Till Eulenspiegel's Merry Pranks (, ), Op. 28, is a tone poem written in 1894–95 by Richard Strauss. It chronicles the misadventures and pranks of the German peasant folk hero Till Eulenspiegel, who is represented by two themes. The first, played by the horn, is a lilting melody that reaches a peak, falls downward, and ends in three long, loud notes, each progressively lower. The second, for D clarinet, is crafty and wheedling, suggesting a trickster doing what he does best. (Till Eulenspiegel is a well-known Schnickelfritz.)

Analysis

The work opens with a "Once upon a time" theme,

as a solo horn bursts in with two repetitions of the first Till theme.

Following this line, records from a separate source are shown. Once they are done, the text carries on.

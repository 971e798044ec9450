//! Factors whose values were produced outside this workspace.

use sagres_traits::{Factor, FactorCategory, FactorContext, FactorPanel, Result, SagresError};

/// An externally produced panel exposed through the [`Factor`] capability.
///
/// Used for factor files loaded from disk and for panels computed by upstream
/// systems (fundamentals, sentiment).
#[derive(Debug, Clone)]
pub struct PrecomputedFactor {
    name: String,
    description: String,
    category: FactorCategory,
    panel: FactorPanel,
}

impl PrecomputedFactor {
    /// Wraps `panel` under `name`.
    pub fn new(name: impl Into<String>, panel: FactorPanel) -> Self {
        let name = name.into();
        Self {
            description: format!("Precomputed values of {name}"),
            name,
            category: FactorCategory::External,
            panel,
        }
    }

    /// Sets the description.
    #[must_use]
    pub fn with_description(mut self, description: impl Into<String>) -> Self {
        self.description = description.into();
        self
    }

    /// Sets the category.
    #[must_use]
    pub const fn with_category(mut self, category: FactorCategory) -> Self {
        self.category = category;
        self
    }

    /// The wrapped panel.
    pub const fn panel(&self) -> &FactorPanel {
        &self.panel
    }
}

impl Factor for PrecomputedFactor {
    fn name(&self) -> &str {
        &self.name
    }

    fn description(&self) -> &str {
        &self.description
    }

    fn category(&self) -> FactorCategory {
        self.category
    }

    fn lookback(&self) -> usize {
        0
    }

    fn compute(&self, _ctx: &FactorContext<'_>) -> Result<FactorPanel> {
        if self.panel.is_empty() {
            return Err(SagresError::FactorComputation(format!(
                "precomputed factor '{}' has no values",
                self.name
            )));
        }
        Ok(self.panel.clone())
    }
}
impl Panel {
    /// Creates an empty panel.
    pub const fn new() -> Self {
        Self {
            slices: BTreeMap::new(),
        }
    }

    /// Replaces the cross-section on `date`.
    pub fn insert(&mut self, date: Date, section: CrossSection) {
        self.slices.insert(date, section);
    }

    /// Sets a single `(date, symbol)` value.
    pub fn insert_value(&mut self, date: Date, symbol: impl Into<Symbol>, value: f64) {
        self.slices.entry(date).or_default().insert(symbol, value);
    }

    /// Cross-section on exactly `date`.
    pub fn get(&self, date: &Date) -> Option<&CrossSection> {
        self.slices.get(date)
    }

    /// Latest cross-section dated strictly before `date`.
    pub fn latest_before(&self, date: Date) -> Option<(Date, &CrossSection)> {
        self.slices
            .range((Bound::Unbounded, Bound::Excluded(date)))
            .next_back()
            .map(|(d, s)| (*d, s))
    }

    /// Latest cross-section dated on or before `date`.
    pub fn latest_at_or_before(&self, date: Date) -> Option<(Date, &CrossSection)> {
        self.slices
            .range(..=date)
            .next_back()
            .map(|(d, s)| (*d, s))
    }

    /// Dates in ascending order.
    pub fn dates(&self) -> impl Iterator<Item = Date> + '_ {
        self.slices.keys().copied()
    }

    /// `(date, cross-section)` pairs in ascending date order.
    pub fn iter(&self) -> impl Iterator<Item = (Date, &CrossSection)> + '_ {
        self.slices.iter().map(|(d, s)| (*d, s))
    }

    /// Number of dates.
    pub fn len(&self) -> usize {
        self.slices.len()
    }

    /// Whether the panel has no dates.
    pub fn is_empty(&self) -> bool {
        self.slices.is_empty()
    }

    /// All symbols, in order of first appearance.
    pub fn symbols(&self) -> Vec<Symbol> {
        let mut seen = HashSet::new();
        let mut symbols: Vec<Symbol> = Vec::new();
        for section in self.slices.values() {
            for symbol in section.symbols() {
                if seen.insert(symbol) {
                    symbols.push(symbol.to_string());
                }
            }
        }
        symbols
    }

    /// Values of one symbol through time.
    pub fn series_for(&self, symbol: &str) -> TimeSeries {
        self.slices
            .iter()
            .filter_map(|(d, s)| s.get(symbol).map(|v| (*d, v)))
            .collect()
    }
}

impl FromIterator<(Date, CrossSection)> for Panel {
    fn from_iter<I: IntoIterator<Item = (Date, CrossSection)>>(iter: I) -> Self {
        Self {
            slices: iter.into_iter().collect(),
        }
    }
}

#[cfg(test)]
mod tests {
    use super::*;

    fn d(day: u32) -> Date {
        Date::from_ymd_opt(2024, 1, day).unwrap()
    }

    #[test]
    fn test_time_series_order_and_intersect() {
        let a: TimeSeries = [(d(3), 0.3), (d(1), 0.1), (d(2), 0.2)].into_iter().collect();
        let b: TimeSeries = [(d(2), 2.0), (d(3), 3.0), (d(4), 4.0)].into_iter().collect();

        assert_eq!(a.dates().collect::<Vec<_>>(), vec![d(1), d(2), d(3)]);
        assert_eq!(a.first(), Some((d(1), 0.1)));
        assert_eq!(a.last(), Some((d(3), 0.3)));
        assert_eq!(
            a.intersect(&b),
            vec![(d(2), 0.2, 2.0), (d(3), 0.3, 3.0)]
        );
        assert_eq!(a.between(d(2), d(9)).len(), 2);
        assert!(a.between(d(3), d(1)).is_empty());
    }

    #[test]
    fn test_price_series_rejects_unsorted_dates() {
        let err = PriceSeries::from_closes([(d(2), 100.0), (d(1), 101.0)]).unwrap_err();
        assert!(matches!(err, SagresError::Configuration(_)));

        let err = PriceSeries::from_closes([(d(1), 100.0), (d(1), 101.0)]).unwrap_err();
        assert!(matches!(err, SagresError::Configuration(_)));
    }

    #[test]
    fn test_price_series_rejects_non_finite_close() {
        let err = PriceSeries::from_closes([(d(1), 100.0), (d(2), f64::NAN)]).unwrap_err();
        assert!(matches!(err, SagresError::InvalidData(_)));
    }

    #[test]
    fn test_price_series_lookup() {
        let prices = PriceSeries::from_closes([(d(1), 100.0), (d(3), 102.0)]).unwrap();
        assert_eq!(prices.len(), 2);
        assert_eq!(prices.close_on(d(3)), Some(102.0));
        assert_eq!(prices.close_on(d(2)), None);
        assert_eq!(prices.close_at_or_before(d(2)), Some(100.0));
        assert_eq!(prices.close_at_or_before(d(9)), Some(102.0));
        assert_eq!(prices.closes(), vec![100.0, 102.0]);
        assert_eq!(prices.close_series().get(&d(1)), Some(100.0));
    }

    #[test]
    fn test_cross_section_keeps_insertion_order() {
        let mut section: CrossSection = [("B", 1.0), ("A", 2.0)].into_iter().collect();
        section.insert("B", 5.0);
        section.insert("C", f64::NAN);

        assert_eq!(section.symbols().collect::<Vec<_>>(), vec!["B", "A", "C"]);
        assert_eq!(section.get("B"), Some(5.0));
        assert_eq!(section.finite().len(), 2);
    }

    #[test]
    fn test_cross_section_index_survives_serde() {
        let symbols: Vec<String> = (0..500).map(|i| format!("S{i:03}")).collect();
        let section: CrossSection = symbols
            .iter()
            .enumerate()
            .map(|(i, s)| (s.clone(), i as f64))
            .collect();
        assert_eq!(section.get("S499"), Some(499.0));
        assert!(section.contains("S000"));
        assert!(!section.contains("S500"));

        let json = serde_json::to_string(&section).unwrap();
        assert!(json.starts_with(r#"[["S000",0.0]"#));
        let back: CrossSection = serde_json::from_str(&json).unwrap();
        assert_eq!(back, section);
        assert_eq!(back.get("S250"), Some(250.0));
    }

    #[test]
    fn test_panel_latest_before_is_strict() {
        let mut panel = Panel::new();
        panel.insert_value(d(1), "A", 1.0);
        panel.insert_value(d(3), "A", 3.0);

        assert!(panel.latest_before(d(1)).is_none());
        assert_eq!(panel.latest_before(d(3)).map(|(date, _)| date), Some(d(1)));
        assert_eq!(panel.latest_before(d(4)).map(|(date, _)| date), Some(d(3)));
        assert_eq!(
            panel.latest_at_or_before(d(3)).map(|(date, _)| date),
            Some(d(3))
        );
    }

    #[test]
    fn test_panel_symbols_and_series() {
        let mut panel = Panel::new();
        panel.insert_value(d(2), "B", 2.0);
        panel.insert_value(d(1), "A", 1.0);
        panel.insert_value(d(2), "A", 1.5);

        assert_eq!(panel.symbols(), vec!["A".to_string(), "B".to_string()]);
        assert_eq!(panel.series_for("A").to_vec(), vec![1.0, 1.5]);
        assert_eq!(panel.len(), 2);
    }

    #[test]
    fn test_time_series_serializes_as_map() {
        let series: TimeSeries = [(d(1), 0.5)].into_iter().collect();
        let json = serde_json::to_string(&series).unwrap();
        assert_eq!(json, r#"{"2024-01-01":0.5}"#);
    }
}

The theme is taken by the rest of the orchestra in a rondo form (which Strauss spelled in its French form, rondeau), and this beginning section concludes with the tutti orchestra repeating two notes. The clarinet theme is heard next, suggesting Till's laughter as he plots his next prank.

The music follows Till throughout the countryside, as he rides a horse through a market, upsetting the goods and wares, pokes fun at the strict Teutonic clergy (represented by the violas), flirts with and chases girls (the love theme is given to the first violins), and mocks the serious academics (represented by the bassoons).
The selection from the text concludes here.